Stored items:
-------
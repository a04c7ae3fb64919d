//! Output sinks for the batchprep pipeline.
//!
//! - [`BatchWriter`]: one CSV destination, header written once, each batch
//!   committed with a single write and rolled back on failure
//! - [`FanoutWriter`]: rows routed to one destination per partition value,
//!   created lazily and capped in open handles
//! - [`write_mapping_table`] / [`read_mapping_table`]: the per-unit encoding
//!   mapping table

mod error;
mod fanout;
mod mapping;
mod writer;

pub use error::{OutputError, Result};
pub use fanout::{
    DEFAULT_MAX_OPEN_FILES, DestinationSummary, FanoutWriter, MISSING_PARTITION_KEY,
    sanitize_destination_key,
};
pub use mapping::{MAPPING_HEADER, read_mapping_table, write_mapping_table};
pub use writer::{BatchWriter, WriteMode};
//! Runs the `batchprep` binary against scratch files.

use std::fs;
use std::process::Command;

fn batchprep() -> Command {
    Command::new(env!("CARGO_BIN_EXE_batchprep"))
}

const CONFIG: &str = r#"
dedupe = "batch"

[[steps]]
kind = "fill_missing"

[[steps]]
kind = "encode"
columns = ["county"]
"#;

#[test]
fn run_writes_output_and_report() {
    let dir = tempfile::tempdir().unwrap();
    let config = dir.path().join("pipeline.toml");
    fs::write(&config, CONFIG).unwrap();
    let input = dir.path().join("housing.csv");
    fs::write(&input, "zipCode,county\n,Harris\n77002,Polk\n77002,Polk\n").unwrap();
    let out = dir.path().join("out");
    let report = dir.path().join("report.json");

    let output = batchprep()
        .arg("run")
        .arg("--config")
        .arg(&config)
        .arg("--output-dir")
        .arg(&out)
        .arg("--report")
        .arg(&report)
        .arg(&input)
        .output()
        .unwrap();

    assert!(output.status.success(), "{}", String::from_utf8_lossy(&output.stderr));
    assert_eq!(
        fs::read_to_string(out.join("housing_processed.csv")).unwrap(),
        "zipCode,county\n00000,0\n77002,1\n"
    );
    assert_eq!(
        fs::read_to_string(out.join("housing_encoding.csv")).unwrap(),
        "Column,Original_Value,Encoded_Value\ncounty,Harris,0\ncounty,Polk,1\n"
    );
    let json: serde_json::Value =
        serde_json::from_str(&fs::read_to_string(&report).unwrap()).unwrap();
    assert_eq!(json["units"][0]["rows_read"], 3);
    assert_eq!(json["units"][0]["dropped"]["dedupe"], 1);
}

#[test]
fn check_rejects_invalid_config() {
    let dir = tempfile::tempdir().unwrap();
    let config = dir.path().join("pipeline.toml");
    fs::write(&config, "batch_capacity = 0\n").unwrap();

    let output = batchprep().arg("check").arg("--config").arg(&config).output().unwrap();

    assert!(!output.status.success());
    assert!(String::from_utf8_lossy(&output.stderr).contains("batch_capacity"));
}

#[test]
fn missing_input_fails() {
    let dir = tempfile::tempdir().unwrap();
    let config = dir.path().join("pipeline.toml");
    fs::write(&config, CONFIG).unwrap();

    let output = batchprep()
        .arg("run")
        .arg("--config")
        .arg(&config)
        .arg("--output-dir")
        .arg(dir.path().join("out"))
        .arg(dir.path().join("absent.csv"))
        .output()
        .unwrap();

    assert!(!output.status.success());
    assert!(String::from_utf8_lossy(&output.stderr).starts_with("error:"));
}
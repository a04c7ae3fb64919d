//! Reference table loading.
//!
//! Reference tables (disaster declarations, lookup lists) are small enough to
//! load whole, so they are read in one go with Polars, projected to the join
//! key and the enrichment columns. When that read fails (ragged rows, quoting
//! problems), loading falls back to a bounded streaming read and reports the
//! result as [`LoadCompleteness::Degraded`] instead of failing outright.

use std::path::{Path, PathBuf};
use std::sync::Arc;

use polars::prelude::*;
use serde::{Deserialize, Serialize};

use batchprep_model::{Row, Schema, Value};

use crate::error::{IngestError, Result};
use crate::header::{normalize_header, normalize_header_record, read_raw_csv_header};
use crate::polars_utils::any_to_value;
use crate::source::decode_record;

/// Default row cap for the degraded streaming fallback.
pub const DEFAULT_FALLBACK_ROW_LIMIT: usize = 1_000_000;

/// Options for reference table loading.
#[derive(Debug, Clone, Serialize, Deserialize)]
pub struct ReferenceLoadOptions {
    /// Maximum rows read when the full read fails. Defaults to 1000000.
    pub fallback_row_limit: usize,
}

impl Default for ReferenceLoadOptions {
    fn default() -> Self {
        Self {
            fallback_row_limit: DEFAULT_FALLBACK_ROW_LIMIT,
        }
    }
}

impl ReferenceLoadOptions {
    /// Set the fallback row limit.
    pub fn with_fallback_row_limit(mut self, limit: usize) -> Self {
        self.fallback_row_limit = limit;
        self
    }
}

/// How much of the reference table made it into memory.
#[derive(Debug, Clone, PartialEq, Eq, Serialize, Deserialize)]
#[serde(tag = "status", rename_all = "snake_case")]
pub enum LoadCompleteness {
    /// Every row was loaded by the full read.
    Complete,
    /// The full read failed; rows come from the bounded fallback.
    Degraded {
        rows_loaded: usize,
        /// True when the fallback stopped at its row cap.
        limit_reached: bool,
        /// Why the full read failed.
        reason: String,
    },
}

impl LoadCompleteness {
    pub fn is_degraded(&self) -> bool {
        matches!(self, Self::Degraded { .. })
    }
}

/// A projected, fully materialized reference table.
#[derive(Debug, Clone)]
pub struct ReferenceTable {
    pub path: PathBuf,
    /// Key column first, then the value columns that exist in the file.
    pub schema: Arc<Schema>,
    pub rows: Vec<Row>,
    pub completeness: LoadCompleteness,
    /// Requested value columns absent from the file.
    pub missing_columns: Vec<String>,
}

/// Loads the key column and `value_columns` of a reference CSV.
///
/// Fails with [`IngestError::MissingKeyColumn`] if the key column is absent.
/// Requested value columns that are absent are skipped with a warning and
/// listed in [`ReferenceTable::missing_columns`].
pub fn load_reference_table(
    path: &Path,
    key_column: &str,
    value_columns: &[String],
    options: &ReferenceLoadOptions,
) -> Result<ReferenceTable> {
    let raw_header = read_raw_csv_header(path)?;
    let header: Vec<String> = raw_header
        .iter()
        .map(String::as_str)
        .map(normalize_header)
        .collect();
    if !header.iter().any(|c| c == key_column) {
        return Err(IngestError::MissingKeyColumn {
            column: key_column.to_string(),
            path: path.to_path_buf(),
        });
    }

    let mut projection = vec![key_column.to_string()];
    let mut missing_columns = Vec::new();
    for column in value_columns {
        if column == key_column || projection.contains(column) {
            continue;
        }
        if header.contains(column) {
            projection.push(column.clone());
        } else {
            tracing::warn!(
                path = %path.display(),
                column = %column,
                "Reference column not found; enrichment will use defaults"
            );
            missing_columns.push(column.clone());
        }
    }

    let schema = Arc::new(
        Schema::new(projection.clone()).map_err(|source| IngestError::InvalidSchema {
            path: path.to_path_buf(),
            source,
        })?,
    );

    // Polars matches names exactly as written in the file.
    let raw_projection: Vec<String> = projection
        .iter()
        .map(|name| {
            header
                .iter()
                .position(|c| c == name)
                .map_or_else(|| name.clone(), |p| raw_header[p].clone())
        })
        .collect();

    let (rows, completeness) = match read_full(path, &raw_projection) {
        Ok(rows) => (rows, LoadCompleteness::Complete),
        Err(error) => {
            let reason = error.to_string();
            tracing::warn!(
                path = %path.display(),
                error = %reason,
                limit = options.fallback_row_limit,
                "Full reference read failed; falling back to bounded streaming read"
            );
            let (rows, limit_reached) =
                read_bounded(path, &projection, options.fallback_row_limit).map_err(|e| {
                    IngestError::ReferenceLoad {
                        path: path.to_path_buf(),
                        reason: format!("{reason}; fallback failed: {e}"),
                    }
                })?;
            let completeness = LoadCompleteness::Degraded {
                rows_loaded: rows.len(),
                limit_reached,
                reason,
            };
            (rows, completeness)
        }
    };

    tracing::info!(
        path = %path.display(),
        rows = rows.len(),
        columns = schema.len(),
        degraded = completeness.is_degraded(),
        "Loaded reference table"
    );

    Ok(ReferenceTable {
        path: path.to_path_buf(),
        schema,
        rows,
        completeness,
        missing_columns,
    })
}

/// Full read of the projected columns, every column as a string.
///
/// `projection` holds header names as they appear in the file.
fn read_full(path: &Path, projection: &[String]) -> Result<Vec<Row>> {
    let columns: Arc<[PlSmallStr]> = projection
        .iter()
        .map(|name| PlSmallStr::from(name.as_str()))
        .collect();

    let df = CsvReadOptions::default()
        .with_has_header(true)
        .with_infer_schema_length(Some(0))
        .with_columns(Some(columns))
        .try_into_reader_with_file_path(Some(path.to_path_buf()))
        .map_err(|e| IngestError::Csv {
            path: path.to_path_buf(),
            line: None,
            message: e.to_string(),
        })?
        .finish()
        .map_err(|e| IngestError::Csv {
            path: path.to_path_buf(),
            line: None,
            message: e.to_string(),
        })?;

    let mut selected = Vec::with_capacity(projection.len());
    for name in projection {
        selected.push(df.column(name)?);
    }

    let mut rows = Vec::with_capacity(df.height());
    for row_idx in 0..df.height() {
        let mut values = Vec::with_capacity(selected.len());
        for column in &selected {
            values.push(any_to_value(column.get(row_idx)?));
        }
        rows.push(Row::new(values));
    }
    Ok(rows)
}

/// Streaming read of at most `limit` rows, tolerating ragged records.
///
/// Returns the rows and whether the limit cut the read short.
fn read_bounded(path: &Path, projection: &[String], limit: usize) -> Result<(Vec<Row>, bool)> {
    let file = std::fs::File::open(path).map_err(|e| IngestError::from_open(path, e))?;
    let mut reader = csv::ReaderBuilder::new()
        .has_headers(true)
        .flexible(true)
        .from_reader(file);
    let header = normalize_header_record(
        reader
            .byte_headers()
            .map_err(|e| IngestError::from_csv(path, e))?,
    );
    let positions: Vec<Option<usize>> = projection
        .iter()
        .map(|name| header.iter().position(|c| c == name))
        .collect();

    let mut rows = Vec::new();
    let mut record = csv::ByteRecord::new();
    loop {
        if rows.len() >= limit {
            let more = reader
                .read_byte_record(&mut record)
                .map_err(|e| IngestError::from_csv(path, e))?;
            return Ok((rows, more));
        }
        let more = reader
            .read_byte_record(&mut record)
            .map_err(|e| IngestError::from_csv(path, e))?;
        if !more {
            return Ok((rows, false));
        }
        let full = decode_record(&record);
        let values = positions
            .iter()
            .map(|position| {
                position
                    .and_then(|p| full.get(p).cloned())
                    .unwrap_or(Value::Missing)
            })
            .collect();
        rows.push(Row::new(values));
    }
}

#[cfg(test)]
mod tests {
    use super::*;
    use std::io::Write;
    use tempfile::NamedTempFile;

    fn create_temp_csv(content: &str) -> NamedTempFile {
        let mut file = NamedTempFile::new().unwrap();
        write!(file, "{content}").unwrap();
        file
    }

    #[test]
    fn test_read_bounded_pads_short_rows() {
        let file = create_temp_csv("k,v,w\n1,a\n2,b,c\n");
        let (rows, limited) = read_bounded(
            file.path(),
            &["k".to_string(), "w".to_string()],
            10,
        )
        .unwrap();
        assert!(!limited);
        assert_eq!(rows[0].values(), &[Value::text("1"), Value::Missing]);
        assert_eq!(rows[1].values(), &[Value::text("2"), Value::text("c")]);
    }

    #[test]
    fn test_read_bounded_reports_limit() {
        let file = create_temp_csv("k\n1\n2\n3\n");
        let (rows, limited) = read_bounded(file.path(), &["k".to_string()], 2).unwrap();
        assert_eq!(rows.len(), 2);
        assert!(limited);

        let (rows, limited) = read_bounded(file.path(), &["k".to_string()], 3).unwrap();
        assert_eq!(rows.len(), 3);
        assert!(!limited);
    }
}
//! Single-destination batch writer.
//!
//! Each batch is serialized into memory first and then written with one
//! `write_all`. If that write fails, the file is truncated back to its length
//! before the batch, so an interrupted run leaves only whole batches behind.

use std::fs::{self, File, OpenOptions};
use std::io::{Seek, SeekFrom, Write};
use std::path::{Path, PathBuf};

use serde::{Deserialize, Serialize};

use batchprep_model::Batch;

use crate::error::{OutputError, Result};

/// How an existing destination file is treated when opened.
#[derive(Debug, Clone, Copy, Default, PartialEq, Eq, Serialize, Deserialize)]
#[serde(rename_all = "snake_case")]
pub enum WriteMode {
    /// Start from an empty file.
    #[default]
    Truncate,
    /// Keep existing content; a header is written only to a new or empty file.
    Append,
}

/// Ensure a parent directory exists for a file path.
pub(crate) fn ensure_parent_dir(path: &Path) -> Result<()> {
    if let Some(parent) = path.parent()
        && !parent.as_os_str().is_empty()
    {
        fs::create_dir_all(parent).map_err(|e| OutputError::io(parent, e))?;
    }
    Ok(())
}

/// Append-only CSV sink with header-once semantics.
#[derive(Debug)]
pub struct BatchWriter {
    path: PathBuf,
    file: File,
    /// Bytes currently committed to the file.
    len: u64,
    /// Column names fixed by the first write (or the existing header).
    columns: Option<Vec<String>>,
    header_written: bool,
    rows_written: u64,
    batches_written: usize,
    buffer: Vec<u8>,
    record: csv::ByteRecord,
}

impl BatchWriter {
    /// Opens `path`, creating parent directories as needed.
    ///
    /// In [`WriteMode::Append`] a non-empty file counts as already having a
    /// header, and its header row fixes the schema for later writes.
    pub fn create(path: &Path, mode: WriteMode) -> Result<Self> {
        ensure_parent_dir(path)?;
        let file = match mode {
            WriteMode::Truncate => File::create(path),
            WriteMode::Append => OpenOptions::new().create(true).append(true).open(path),
        }
        .map_err(|e| OutputError::io(path, e))?;
        let len = file.metadata().map_err(|e| OutputError::io(path, e))?.len();

        let columns = if len > 0 {
            Some(read_existing_header(path)?)
        } else {
            None
        };

        tracing::debug!(path = %path.display(), ?mode, existing_bytes = len, "Opened output");

        Ok(Self {
            path: path.to_path_buf(),
            file,
            len,
            header_written: len > 0,
            columns,
            rows_written: 0,
            batches_written: 0,
            buffer: Vec::new(),
            record: csv::ByteRecord::new(),
        })
    }

    pub fn path(&self) -> &Path {
        &self.path
    }

    pub fn header_written(&self) -> bool {
        self.header_written
    }

    /// Data rows written through this writer.
    pub fn rows_written(&self) -> u64 {
        self.rows_written
    }

    pub fn batches_written(&self) -> usize {
        self.batches_written
    }

    /// Columns fixed for this destination, once known.
    pub fn columns(&self) -> Option<&[String]> {
        self.columns.as_deref()
    }

    /// Writes one batch atomically and returns the number of rows written.
    ///
    /// The header goes out iff `is_first_batch_of_run` is set and the
    /// destination has no header yet. An empty first batch still writes the
    /// header.
    pub fn write(&mut self, batch: &Batch, is_first_batch_of_run: bool) -> Result<usize> {
        let columns = batch.schema().columns();
        if let Some(expected) = &self.columns {
            if expected.as_slice() != columns {
                return Err(OutputError::SchemaChanged {
                    path: self.path.clone(),
                    expected: expected.clone(),
                    found: columns.to_vec(),
                });
            }
        } else {
            self.columns = Some(columns.to_vec());
        }

        let write_header = is_first_batch_of_run && !self.header_written;
        self.serialize(batch, write_header)?;
        if !self.buffer.is_empty() {
            self.commit()?;
        }

        if write_header {
            self.header_written = true;
        }
        self.rows_written += batch.len() as u64;
        self.batches_written += 1;
        Ok(batch.len())
    }

    /// Flushes file contents to disk.
    pub fn finish(self) -> Result<u64> {
        self.file
            .sync_all()
            .map_err(|e| OutputError::io(&self.path, e))?;
        Ok(self.rows_written)
    }

    fn serialize(&mut self, batch: &Batch, write_header: bool) -> Result<()> {
        self.buffer.clear();
        let mut writer = csv::WriterBuilder::new()
            .has_headers(false)
            .from_writer(&mut self.buffer);
        let record = &mut self.record;
        if write_header {
            record.clear();
            for column in batch.schema().columns() {
                record.push_field(column.as_bytes());
            }
            writer
                .write_byte_record(record)
                .map_err(|e| OutputError::csv(&self.path, &e))?;
        }
        for row in batch.rows() {
            record.clear();
            for value in row.values() {
                record.push_field(value.render().as_bytes());
            }
            writer
                .write_byte_record(record)
                .map_err(|e| OutputError::csv(&self.path, &e))?;
        }
        writer.flush().map_err(|e| OutputError::io(&self.path, e))?;
        Ok(())
    }

    fn commit(&mut self) -> Result<()> {
        let result = self
            .file
            .write_all(&self.buffer)
            .and_then(|()| self.file.flush());
        match result {
            Ok(()) => {
                self.len += self.buffer.len() as u64;
                Ok(())
            }
            Err(error) => {
                tracing::warn!(
                    path = %self.path.display(),
                    error = %error,
                    "Batch write failed; truncating to last complete batch"
                );
                // The write error is reported; rollback errors are not.
                let _ = self.file.set_len(self.len);
                let _ = self.file.seek(SeekFrom::Start(self.len));
                Err(OutputError::io(&self.path, error))
            }
        }
    }
}

fn read_existing_header(path: &Path) -> Result<Vec<String>> {
    let mut reader = csv::ReaderBuilder::new()
        .has_headers(true)
        .flexible(true)
        .from_path(path)
        .map_err(|e| OutputError::csv(path, &e))?;
    let header = reader.headers().map_err(|e| OutputError::csv(path, &e))?;
    Ok(header.iter().map(str::to_string).collect())
}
-------
Where a line above contains the word "bool", show that line.

        limit_reached: bool,
    pub fn is_degraded(&self) -> bool {
fn read_bounded(path: &Path, projection: &[String], limit: usize) -> Result<(Vec<Row>, bool)> {
    header_written: bool,
    pub fn header_written(&self) -> bool {
    pub fn write(&mut self, batch: &Batch, is_first_batch_of_run: bool) -> Result<usize> {
    fn serialize(&mut self, batch: &Batch, write_header: bool) -> Result<()> {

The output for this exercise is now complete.